The issue of gold salts and autism arose after our report in August that the first child diagnosed with the disorder appeared to improve markedly after being treated with gold salts for an attack of juvenile rheumatoid arthritis at age 12. Donald T., as he is known in medical literature, still lives in the small Mississippi town where he grew up and first came to scientific attention in 1938.

The arthritis cleared up, and so did the "extreme nervousness" and excitability that had afflicted him, his brother told us. Donald also became "more social." He went on to college, where he was invited to join a fraternity; worked as a bank teller; and now, at age 72 and in retirement, pursues his love of golf and travels the world.

One autism researcher -- who believes most autism cases were triggered by mercury, and in particular a mercury preservative that was used in childhood immunizations beginning in the early 1930s -- tested gold salts in his laboratory following our report. He said last month that the substance can "reverse the binding" of mercury to a chemical compound.

But that scientist, University of Kentucky Chemistry Professor Boyd Haley, cautioned that no one should try gold salts to treat autism before proper studies are done.

"Please note that I am not recommending using gold salts to treat autistics, but it would certainly be worth a project if carefully monitored by a physician in a good clinic," Haley said.

An article in 2002 in the International Journal of Neuroscience, co-authored by four researchers at the Meridian Institute, made a similar case for testing gold salts as a "nervine" -- a treatment to relieve mental conditions -- and also noted the risk of side effects.

"The therapeutic and adverse effects of gold in living organisms are varied and paradoxical," the authors wrote. The primary side effects are dermatological and gastrointestinal, "yet gold-containing drugs have numerous rarer side effects, and can cause or exacerbate the same disorders for which they are effective in therapy."
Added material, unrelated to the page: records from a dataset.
//! Simulation wiring — components on a bus, bars replayed in order.

pub mod components;

pub use components::{
    ExecutionComponent, PortfolioTracker, RiskGuard, Strategy, StrategyComponent,
    UpBarMeanReversion,
};

use crate::config::SimConfig;
use crate::domain::{Bar, Fill};
use crate::events::{shared, Event, EventBus, EventKind, PortfolioSnapshot};
use crate::execution::{CostModel, PaperBook};
use std::cell::RefCell;
use std::rc::Rc;

/// One wired simulation: bus, strategy, risk guard, book, portfolio.
///
/// Bar replay is plain iteration: each `Tick` is fully processed — every
/// subscriber runs to completion, in subscription order — before the next is
/// published. A simulation owns its bus and book; parallel backtests each
/// construct their own `Simulation`.
pub struct Simulation {
    bus: EventBus,
    execution: Rc<RefCell<ExecutionComponent>>,
    portfolio: Rc<RefCell<PortfolioTracker>>,
}

impl Simulation {
    pub fn new(config: &SimConfig, strategy: impl Strategy + 'static) -> Self {
        Self::with_guard(config, strategy, RiskGuard::default())
    }

    pub fn with_guard(
        config: &SimConfig,
        strategy: impl Strategy + 'static,
        guard: RiskGuard,
    ) -> Self {
        let mut bus = EventBus::new();
        let execution = shared(ExecutionComponent::new(PaperBook::new(
            CostModel::from_config(config),
        )));
        let guard = shared(guard);
        let strategy = shared(StrategyComponent::new(strategy));
        let portfolio = shared(PortfolioTracker::new(config.initial_cash));

        // Tick order is the per-bar control flow: the book attempts fills
        // against pending orders, the guard refreshes its price estimate,
        // the strategy may request an order (authorization, submission, and
        // fill accounting dispatch depth-first from there), and the
        // portfolio snapshots last.
        bus.subscribe(EventKind::Tick, execution.clone());
        bus.subscribe(EventKind::Tick, guard.clone());
        bus.subscribe(EventKind::Tick, strategy);
        bus.subscribe(EventKind::Tick, portfolio.clone());
        bus.subscribe(EventKind::OrderRequested, guard.clone());
        bus.subscribe(EventKind::OrderAuthorized, execution.clone());
        bus.subscribe(EventKind::OrderFilled, guard);
        bus.subscribe(EventKind::OrderFilled, portfolio.clone());

        Self {
            bus,
            execution,
            portfolio,
        }
    }

    /// Replay a bar slice; returns the portfolio history it produced.
    pub fn run(&mut self, bars: &[Bar]) -> Vec<PortfolioSnapshot> {
        for bar in bars {
            self.bus.publish(Event::Tick(bar.clone()));
        }
        self.portfolio.borrow().history().to_vec()
    }

    /// All fills the book has produced so far.
    pub fn fills(&self) -> Vec<Fill> {
        self.execution.borrow().book().fills().to_vec()
    }

    /// The bus, for subscribing additional downstream consumers.
    pub fn bus_mut(&mut self) -> &mut EventBus {
        &mut self.bus
    }
}

#[cfg(test)]
mod tests {
    use super::*;
    use chrono::{Duration, TimeZone, Utc};

    fn bars() -> Vec<Bar> {
        let start = Utc.with_ymd_and_hms(2024, 1, 2, 0, 0, 0).unwrap();
        let ohlc = [
            (100.0, 102.0, 99.0, 101.0), // up bar: strategy buys
            (101.0, 104.0, 100.0, 103.0),
            (103.0, 106.0, 102.0, 105.0),
            (105.0, 107.0, 104.0, 106.0),
        ];
        ohlc.iter()
            .enumerate()
            .map(|(i, &(o, h, l, c))| {
                Bar::new(start + Duration::days(i as i64), "SPY", o, h, l, c, 1_000.0)
            })
            .collect()
    }

    #[test]
    fn replay_produces_snapshots_per_tick() {
        let mut sim = Simulation::new(&SimConfig::default(), UpBarMeanReversion::new());
        let history = sim.run(&bars());
        // At least one snapshot per bar (fills add extra ones).
        assert!(history.len() >= 4);
        let last = history.last().unwrap();
        assert!(last.equity.is_finite());
    }

    #[test]
    fn demo_strategy_round_trips() {
        let mut sim = Simulation::new(&SimConfig::default(), UpBarMeanReversion::new());
        sim.run(&bars());
        let fills = sim.fills();
        // Buys on the first up bar, exits at 2% above the prior close.
        assert!(fills.len() >= 2);
        assert!(fills[0].is_buy());
        assert!(!fills[1].is_buy());
        assert_eq!(fills[1].price, 103.02); // 101 * 1.02
    }

    #[test]
    fn two_fresh_simulations_agree_exactly() {
        let bars = bars();
        let mut first = Simulation::new(&SimConfig::default(), UpBarMeanReversion::new());
        let mut second = Simulation::new(&SimConfig::default(), UpBarMeanReversion::new());
        let history_a = first.run(&bars);
        let history_b = second.run(&bars);
        assert_eq!(history_a, history_b);
        assert_eq!(first.fills(), second.fills());
    }
}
For example, they noted "gold-containing drugs have been used in place of steroids in therapy for asthma ... but in other cases have been responsible for respiratory disorders and even death."

As for effects on the brain and nervous system, "Three forms of gold-induced neurological side effects have been recognized: (1) painful neuropathy, sometimes accompanied by insomnia and anxiety, (2) peripheral motor neuropathy, and (3) encephalopathy with symptoms including depression, delirium, and exogenous psychoses."

The upshot? More scientific and clinical studies. "This research has the potential for re-establishing gold as a significant therapeutic agent in a much wider range of disorders than those for which it is currently used. And it could help in sorting out valid from invalid claims of benefits from supplementation."

The authors said even the side effects might point to gold as a useful tool in treating neurological conditions if properly administered: "Adverse effects of drugs can be an indicator of related therapeutic effects at lower dosages."

Clearly, given the serious risks, figuring this out is a job best left to the experts.